What you will do
The number of lines with the string "shared" in the listing below is all that should be reported.
### Records shown ###
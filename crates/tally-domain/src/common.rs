//! Money values and enums shared by ledger records.

use std::{fmt, str::FromStr};

use chrono::Weekday;
use rust_decimal::{Decimal, RoundingStrategy};
use serde::{Deserialize, Serialize};

use crate::error::DomainError;

/// The income/expense discriminator shared by transactions and categories.
#[derive(Debug, Clone, Copy, Serialize, Deserialize, PartialEq, Eq, Hash, PartialOrd, Ord)]
#[serde(rename_all = "lowercase")]
pub enum Kind {
    Income,
    Expense,
}

impl Kind {
    pub fn is_income(self) -> bool {
        matches!(self, Kind::Income)
    }

    pub fn is_expense(self) -> bool {
        matches!(self, Kind::Expense)
    }
}

impl fmt::Display for Kind {
    fn fmt(&self, f: &mut fmt::Formatter<'_>) -> fmt::Result {
        let label = match self {
            Kind::Income => "Income",
            Kind::Expense => "Expense",
        };
        f.write_str(label)
    }
}

impl FromStr for Kind {
    type Err = DomainError;

    fn from_str(value: &str) -> Result<Self, Self::Err> {
        match value.trim().to_ascii_lowercase().as_str() {
            "income" => Ok(Kind::Income),
            "expense" => Ok(Kind::Expense),
            other => Err(DomainError::UnknownKind(other.to_string())),
        }
    }
}

/// Non-negative exact decimal used for transaction amounts and budget ceilings.
///
/// Direction is never encoded in the value; it comes from the record's [`Kind`].
/// Values are capped at [`Amount::MAX_UNITS`] so that sums over a ledger stay far
/// below the range of [`Decimal`].
#[derive(
    Debug, Clone, Copy, Default, Serialize, Deserialize, PartialEq, Eq, PartialOrd, Ord, Hash,
)]
#[serde(try_from = "Decimal", into = "Decimal")]
pub struct Amount(Decimal);

impl Amount {
    pub const ZERO: Amount = Amount(Decimal::ZERO);

    /// Largest accepted value, in whole currency units.
    pub const MAX_UNITS: i64 = 1_000_000_000_000_000;

    /// Builds an amount, rejecting negative values and values above [`Amount::max`].
    pub fn new(value: Decimal) -> Result<Self, DomainError> {
        if value.is_sign_negative() && !value.is_zero() {
            return Err(DomainError::NegativeAmount(value));
        }
        if value > Decimal::from(Self::MAX_UNITS) {
            return Err(DomainError::AmountTooLarge(value));
        }
        Ok(Self(value))
    }

    pub fn max() -> Self {
        Self(Decimal::from(Self::MAX_UNITS))
    }

    pub fn value(self) -> Decimal {
        self.0
    }

    pub fn is_zero(self) -> bool {
        self.0.is_zero()
    }
}

impl TryFrom<Decimal> for Amount {
    type Error = DomainError;

    fn try_from(value: Decimal) -> Result<Self, Self::Error> {
        Amount::new(value)
    }
}

impl From<Amount> for Decimal {
    fn from(amount: Amount) -> Self {
        amount.0
    }
}

impl FromStr for Amount {
    type Err = DomainError;

    fn from_str(value: &str) -> Result<Self, Self::Err> {
        let parsed = Decimal::from_str(value.trim())
            .map_err(|_| DomainError::InvalidAmount(value.to_string()))?;
        Amount::new(parsed)
    }
}

impl fmt::Display for Amount {
    fn fmt(&self, f: &mut fmt::Formatter<'_>) -> fmt::Result {
        fmt::Display::fmt(&self.0, f)
    }
}

/// Renders a value with exactly two decimal places, rounding half away from zero.
///
/// Aggregates stay unrounded; this is only applied when presenting a figure.
pub fn display_money(value: Decimal) -> String {
    let rounded = value.round_dp_with_strategy(2, RoundingStrategy::MidpointAwayFromZero);
    format!("{:.2}", rounded)
}

/// First day of the reporting week. Fixed per configuration, never taken from the locale.
#[derive(Debug, Clone, Copy, Default, Serialize, Deserialize, PartialEq, Eq)]
pub enum WeekStart {
    /// ISO 8601 weeks.
    #[default]
    Monday,
    Sunday,
}

impl WeekStart {
    pub fn weekday(self) -> Weekday {
        match self {
            WeekStart::Monday => Weekday::Mon,
            WeekStart::Sunday => Weekday::Sun,
        }
    }
}

impl fmt::Display for WeekStart {
    fn fmt(&self, f: &mut fmt::Formatter<'_>) -> fmt::Result {
        let label = match self {
            WeekStart::Monday => "Monday",
            WeekStart::Sunday => "Sunday",
        };
        f.write_str(label)
    }
}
###
Result for this task
2